From poetic performances to politically motivated oration, artists use monuments as fertile ground for inquiry, debate, and conversation. As we present a stage to contemplate our collective, under-construction future, we look back at some genre-defining monument interventions. This is a short list: if you have a favorite monument intervention, we’d love to hear from you! 

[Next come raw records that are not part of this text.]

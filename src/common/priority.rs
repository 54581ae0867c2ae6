use im::{OrdSet, Vector};
use std::collections::{BTreeSet, VecDeque};

/// Transitively closed "precedes" relation between agents.
///
/// `a` precedes `b` means `a`'s path is treated as a fixed obstacle whenever `b` is planned.
/// Rows are persistent sets, so cloning a graph for a child node shares all untouched rows
/// with its parent.
#[derive(Debug, Clone, PartialEq, Eq)]
pub struct PriorityGraph {
    higher: Vector<OrdSet<usize>>, // higher[a]: every agent that precedes a
    lower: Vector<OrdSet<usize>>,  // lower[a]: every agent that a precedes
}

impl PriorityGraph {
    pub fn new(num_agents: usize) -> Self {
        PriorityGraph {
            higher: (0..num_agents).map(|_| OrdSet::new()).collect(),
            lower: (0..num_agents).map(|_| OrdSet::new()).collect(),
        }
    }

    pub fn num_agents(&self) -> usize {
        self.higher.len()
    }

    pub fn precedes(&self, a: usize, b: usize) -> bool {
        self.lower[a].contains(&b)
    }

    /// Agents are related when either precedes the other.
    pub fn is_related(&self, a: usize, b: usize) -> bool {
        self.precedes(a, b) || self.precedes(b, a)
    }

    pub fn higher(&self, agent: usize) -> &OrdSet<usize> {
        &self.higher[agent]
    }

    pub fn lower(&self, agent: usize) -> &OrdSet<usize> {
        &self.lower[agent]
    }

    /// Adds `high -> low` together with every ordering it implies.
    ///
    /// Idempotent. Panics if `low` already precedes `high`, since the relation must stay acyclic.
    pub fn add_edge(&mut self, high: usize, low: usize) {
        assert_ne!(high, low, "agent {high} cannot precede itself");
        assert!(
            !self.precedes(low, high),
            "adding {high} -> {low} would close a priority cycle"
        );
        if self.precedes(high, low) {
            return;
        }

        let mut highs = self.higher[high].clone();
        highs.insert(high);
        let mut lows = self.lower[low].clone();
        lows.insert(low);

        for &h in highs.iter() {
            self.lower[h].extend(lows.iter().copied());
        }
        for &l in lows.iter() {
            self.higher[l].extend(highs.iter().copied());
        }
    }

    /// Connected component of `agent` in the undirected view of the graph.
    ///
    /// Traversal stops as soon as the component reaches `size_cap` members.
    pub fn meta_agent(&self, agent: usize, size_cap: usize) -> BTreeSet<usize> {
        let mut meta_agent = BTreeSet::new();
        let mut visited = vec![false; self.num_agents()];
        let mut open = VecDeque::from([agent]);
        visited[agent] = true;

        while let Some(current) = open.pop_front() {
            meta_agent.insert(current);
            if meta_agent.len() >= size_cap {
                break;
            }
            for &other in self.higher[current].iter().chain(self.lower[current].iter()) {
                if !visited[other] {
                    visited[other] = true;
                    open.push_back(other);
                }
            }
        }
        meta_agent
    }

    pub fn same_meta_agent(&self, a: usize, b: usize) -> bool {
        a == b || self.meta_agent(a, usize::MAX).contains(&b)
    }

    pub fn max_meta_agent_size(&self) -> usize {
        (0..self.num_agents())
            .map(|agent| self.meta_agent(agent, usize::MAX).len())
            .max()
            .unwrap_or(0)
    }

    /// `agent` followed by every agent it precedes, each listed after all of its predecessors.
    pub fn topological_from(&self, agent: usize) -> Vec<usize> {
        let mut visited = BTreeSet::new();
        let mut order = VecDeque::new();
        let mut dfs = vec![(false, agent)];

        while let Some((finished, current)) = dfs.pop() {
            if finished {
                order.push_front(current);
                continue;
            }
            if !visited.insert(current) {
                continue;
            }
            dfs.push((true, current));
            for &next in self.lower[current].iter() {
                if !visited.contains(&next) {
                    dfs.push((false, next));
                }
            }
        }
        order.into()
    }
}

Krzysztof Wodiczko’s Bunker Hill Projection: One of the artist’s first projections, this work featured video interviews with Charlestown mothers impacted by gang violence., the videos were projected to the top of the Bunker Hill Monument, thus casting the mothers’ image and testimony for all of the neighborhood to see. Bunker Hill Projection is an early example of what we now call “social practice,” in which artists include community stakeholders in the active conversation and collaboration. Over summer 1998, Wodiczko spoke with family members who lost their loved ones to murder and violence in Charlestown, later compiling them into the thirty-minute projection. By placing them amidst a monument memorializing the Revolutionary War battle, Wodiczko contextualized their stories within the prevailing historical narrative while also questioning the role of violence in shaping the neighborhood. Wodiczko’s “projections”projects are ongoing.

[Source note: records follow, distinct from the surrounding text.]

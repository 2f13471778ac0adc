//! Badge persistence over a namespaced key-value store.
//!
//! Three keys live under `STORE_NAMESPACE`:
//!
//! | key        | type   | meaning                                  |
//! |------------|--------|------------------------------------------|
//! | `persInfo` | string | personal info, newline separated         |
//! | `qrData`   | string | QR payload, empty means none             |
//! | `dispMode` | u32    | `DisplayMode` ordinal                    |
//!
//! Loading never fails: any missing, unreadable or inconsistent value falls
//! back to its default. Saving logs failures and carries on; the in-memory
//! state stays authoritative until the next successful write.

use crate::config::{MAX_INFO_LEN, STORE_NAMESPACE};
use crate::content::{BadgeContent, DisplayMode, InfoText, QrText};
use crate::error::StoreError;

/// How the namespace is opened.
#[derive(Clone, Copy, Debug, PartialEq, Eq)]
#[cfg_attr(feature = "defmt", derive(defmt::Format))]
pub enum Access {
    ReadOnly,
    ReadWrite,
}

#[derive(Clone, Copy, Debug, PartialEq, Eq)]
#[cfg_attr(feature = "defmt", derive(defmt::Format))]
pub enum StoreKey {
    Info,
    Qr,
    Mode,
}

impl StoreKey {
    /// Key name inside the namespace.
    pub const fn name(self) -> &'static str {
        match self {
            StoreKey::Info => "persInfo",
            StoreKey::Qr => "qrData",
            StoreKey::Mode => "dispMode",
        }
    }

    /// Compact on-flash key.
    pub const fn id(self) -> u8 {
        match self {
            StoreKey::Info => 0x01,
            StoreKey::Qr => 0x02,
            StoreKey::Mode => 0x03,
        }
    }
}

/// Namespaced string/u32 store backing the badge state.
#[allow(async_fn_in_trait)]
pub trait KeyValueStore {
    async fn open(&mut self, access: Access) -> Result<(), StoreError>;

    /// Read a string into `buf`; `Ok(None)` if the key was never written.
    async fn read_str<'b>(
        &mut self,
        key: StoreKey,
        buf: &'b mut [u8],
    ) -> Result<Option<&'b str>, StoreError>;

    async fn write_str(&mut self, key: StoreKey, value: &str) -> Result<(), StoreError>;

    async fn read_u32(&mut self, key: StoreKey) -> Result<Option<u32>, StoreError>;

    async fn write_u32(&mut self, key: StoreKey, value: u32) -> Result<(), StoreError>;
}

/// Mode and content as loaded at boot.
#[derive(Clone, Debug, Default, PartialEq, Eq)]
pub struct PersistedState {
    pub mode: DisplayMode,
    pub content: BadgeContent,
}

pub struct Persistence<S> {
    store: S,
    writable: bool,
}

impl<S: KeyValueStore> Persistence<S> {
    pub fn new(store: S) -> Self {
        Self {
            store,
            writable: false,
        }
    }

    /// Load the persisted state, defaulting anything unavailable.
    pub async fn load(&mut self) -> PersistedState {
        if let Err(e) = self.store.open(Access::ReadOnly).await {
            warn!(
                "Read-only open of '{}' failed ({:?}), retrying read-write",
                STORE_NAMESPACE, e
            );
            if let Err(e) = self.ensure_writable().await {
                error!("Storage unavailable ({:?}), using defaults", e);
                return PersistedState::default();
            }
        }

        let mut buf = [0u8; MAX_INFO_LEN];
        let info = match self.store.read_str(StoreKey::Info, &mut buf).await {
            Ok(Some(text)) => InfoText::new(text),
            Ok(None) => InfoText::default(),
            Err(e) => {
                warn!("Reading {} failed ({:?}), using default", StoreKey::Info.name(), e);
                InfoText::default()
            }
        };

        let qr = match self.store.read_str(StoreKey::Qr, &mut buf).await {
            Ok(Some(text)) => QrText::new(text),
            Ok(None) => None,
            Err(e) => {
                warn!("Reading {} failed ({:?}), treating as empty", StoreKey::Qr.name(), e);
                None
            }
        };

        let stored_mode = match self.store.read_u32(StoreKey::Mode).await {
            Ok(value) => value,
            Err(e) => {
                warn!("Reading {} failed ({:?})", StoreKey::Mode.name(), e);
                None
            }
        };

        let content = BadgeContent { info, qr };
        let mode = resolve_mode(stored_mode, content.has_qr());
        info!(
            "Loaded state: mode={:?}, info {} bytes, qr {} bytes",
            mode,
            content.info.as_str().len(),
            content.qr_str().len()
        );
        PersistedState { mode, content }
    }

    pub async fn save_mode(&mut self, mode: DisplayMode) {
        if let Err(e) = self.write_u32(StoreKey::Mode, mode.ordinal()).await {
            error!("Saving mode {:?} failed: {:?}", mode, e);
        }
    }

    pub async fn save_info(&mut self, info: &InfoText) {
        if let Err(e) = self.write_str(StoreKey::Info, info.as_str()).await {
            error!("Saving info failed: {:?}", e);
        }
    }

    /// `None` stores the empty string.
    pub async fn save_qr(&mut self, qr: Option<&QrText>) {
        let text = qr.map_or("", QrText::as_str);
        if let Err(e) = self.write_str(StoreKey::Qr, text).await {
            error!("Saving QR payload failed: {:?}", e);
        }
    }

    pub fn store(&self) -> &S {
        &self.store
    }

    pub fn store_mut(&mut self) -> &mut S {
        &mut self.store
    }

    async fn write_str(&mut self, key: StoreKey, value: &str) -> Result<(), StoreError> {
        self.ensure_writable().await?;
        self.store.write_str(key, value).await?;
        debug!("Stored {} ({} bytes)", key.name(), value.len());
        Ok(())
    }

    async fn write_u32(&mut self, key: StoreKey, value: u32) -> Result<(), StoreError> {
        self.ensure_writable().await?;
        self.store.write_u32(key, value).await?;
        debug!("Stored {} = {}", key.name(), value);
        Ok(())
    }

    async fn ensure_writable(&mut self) -> Result<(), StoreError> {
        if !self.writable {
            self.store.open(Access::ReadWrite).await?;
            self.writable = true;
        }
        Ok(())
    }
}

/// Map a stored ordinal to a mode that can actually be shown.
pub fn resolve_mode(stored: Option<u32>, has_qr: bool) -> DisplayMode {
    match stored.map(DisplayMode::from_ordinal) {
        None => DisplayMode::Info,
        Some(None) => {
            warn!("Stored mode is invalid, falling back to Info");
            DisplayMode::Info
        }
        Some(Some(DisplayMode::Qr)) if !has_qr => {
            warn!("Stored mode is QR but no QR data, falling back to Info");
            DisplayMode::Info
        }
        Some(Some(mode)) => mode,
    }
}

Krzysztof Wodiczko’s Bunker Hill Projection via Harvard Graduate School of Design 

Iván Argote's Turistas: A contemporary of Obando's, Argote has long used monuments of their native Colombia as both a material and subject. In the photograph series Turistas, he depicts historical bronze statues celebrating Spanish colonizers wearing traditional ponchos. The series includes monuments from North and South America, highlighting the reach of figures such as Christopher Columbus. More recently, his show "A Place For Us," on view last summer at Perrotin, New York. This installation included fragments of taken-down monuments with green plants sprouting from them, suggesting what futures might come in their stead. 

Karyn Olivier's The Battle is Joined: Part of Monument Lab's 2017 exhibition of artists intervening with monuments to offer new perspectives on them, this work completely covered Philadelphia's Battle of Germantown Memorial with mirrored acrylic. Instead of facing the memorial, Olivier's work allowed viewers to face themselves. Hiding the memorial behind this reflection of the present, this intervention demonstrated how we can make public space. As Olivier explained the work, "We will be reminded that this memorial can be an instrument and we, too, are instruments—the keepers and protectors of the monument, and in that role, sometimes we become the very monument itself."

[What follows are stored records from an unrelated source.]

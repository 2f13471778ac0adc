//! 2.13" e-paper panel wrapper.
//!
//! Copies the badge frame buffer into the driver's rotated buffer and
//! pushes it. Full updates use the full-refresh waveform; status updates
//! use the quick (partial) waveform, which leaves unchanged pixels alone.

use embedded_graphics::prelude::*;
use embedded_graphics::primitives::Rectangle;
use embedded_hal::digital::{InputPin, OutputPin};
use embedded_hal::spi::SpiDevice;
use embassy_time::Delay;
use epd_waveshare::epd2in13_v2::{Display2in13, Epd2in13};
use epd_waveshare::prelude::*;
use pixeltag::error::PanelError;
use pixeltag::framebuffer::FrameBuffer;
use pixeltag::render::Panel;

/// Type alias for the concrete display driver.
pub type Driver<SPI, BUSY, DC, RST> = Epd2in13<SPI, BUSY, DC, RST, Delay>;

pub struct EpdPanel<SPI, BUSY, DC, RST> {
    spi: SPI,
    epd: Driver<SPI, BUSY, DC, RST>,
    display: Display2in13,
    delay: Delay,
    asleep: bool,
    /// Quick waveform currently loaded.
    quick: bool,
}

/// Initialise the panel in landscape orientation.
pub fn init<SPI, BUSY, DC, RST>(
    mut spi: SPI,
    busy: BUSY,
    dc: DC,
    rst: RST,
) -> Result<EpdPanel<SPI, BUSY, DC, RST>, PanelError>
where
    SPI: SpiDevice,
    BUSY: InputPin,
    DC: OutputPin,
    RST: OutputPin,
{
    let mut delay = Delay;
    let epd = Epd2in13::new(&mut spi, busy, dc, rst, &mut delay, None).map_err(|_| PanelError::Bus)?;
    let mut display = Display2in13::default();
    display.set_rotation(DisplayRotation::Rotate90);
    Ok(EpdPanel {
        spi,
        epd,
        display,
        delay,
        asleep: false,
        quick: false,
    })
}

impl<SPI, BUSY, DC, RST> EpdPanel<SPI, BUSY, DC, RST>
where
    SPI: SpiDevice,
    BUSY: InputPin,
    DC: OutputPin,
    RST: OutputPin,
{
    fn wake(&mut self) -> Result<(), PanelError> {
        if self.asleep {
            self.epd
                .wake_up(&mut self.spi, &mut self.delay)
                .map_err(|_| PanelError::Bus)?;
            self.asleep = false;
            // The controller comes back with the full LUT loaded.
            self.quick = false;
        }
        Ok(())
    }

    fn use_lut(&mut self, quick: bool) -> Result<(), PanelError> {
        if self.quick != quick {
            let lut = if quick { RefreshLut::Quick } else { RefreshLut::Full };
            self.epd
                .set_lut(&mut self.spi, &mut self.delay, Some(lut))
                .map_err(|_| PanelError::Bus)?;
            self.quick = quick;
        }
        Ok(())
    }

    fn push(&mut self, frame: &FrameBuffer, quick: bool) -> Result<(), PanelError> {
        self.wake()?;
        self.use_lut(quick)?;
        let _ = self.display.clear(Color::White);
        let _ = self
            .display
            .draw_iter(frame.dark_pixels().map(|p| Pixel(p, Color::Black)));
        self.epd
            .update_and_display_frame(&mut self.spi, self.display.buffer(), &mut self.delay)
            .map_err(|_| PanelError::Busy)
    }
}

impl<SPI, BUSY, DC, RST> Panel for EpdPanel<SPI, BUSY, DC, RST>
where
    SPI: SpiDevice,
    BUSY: InputPin,
    DC: OutputPin,
    RST: OutputPin,
{
    fn full_update(&mut self, frame: &FrameBuffer) -> Result<(), PanelError> {
        self.push(frame, false)
    }

    fn partial_update(&mut self, frame: &FrameBuffer, _area: &Rectangle) -> Result<(), PanelError> {
        // The quick waveform only drives pixels that changed, which keeps
        // the update inside `area` without rotated window arithmetic.
        self.push(frame, true)
    }

    fn hibernate(&mut self) -> Result<(), PanelError> {
        if self.asleep {
            return Ok(());
        }
        self.epd
            .sleep(&mut self.spi, &mut self.delay)
            .map_err(|_| PanelError::Bus)?;
        self.asleep = true;
        Ok(())
    }
}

From Iván Argote’s A Place for Us (2021) via Perrotin

Karyn Olivier’s The Battle Is Joined, via Monument Lab

Joiri Minaya's The Cloaking: Like a neat blend of Argote and Olivier's work, Minaya's The Cloaking completely covered two colonialist-aggrandizing monuments in Miami. Minaya used colorful "tropical" patterns to amplify the ways in which the Caribbean has been exoticized, with its natural wonders monetized and capitalized on. While Minaya creates these patterns, she often depicts plant life from the Caribbean. These works, therefore, envelop the statue in the nature destroyed by colonialist in their exploitation of the land. 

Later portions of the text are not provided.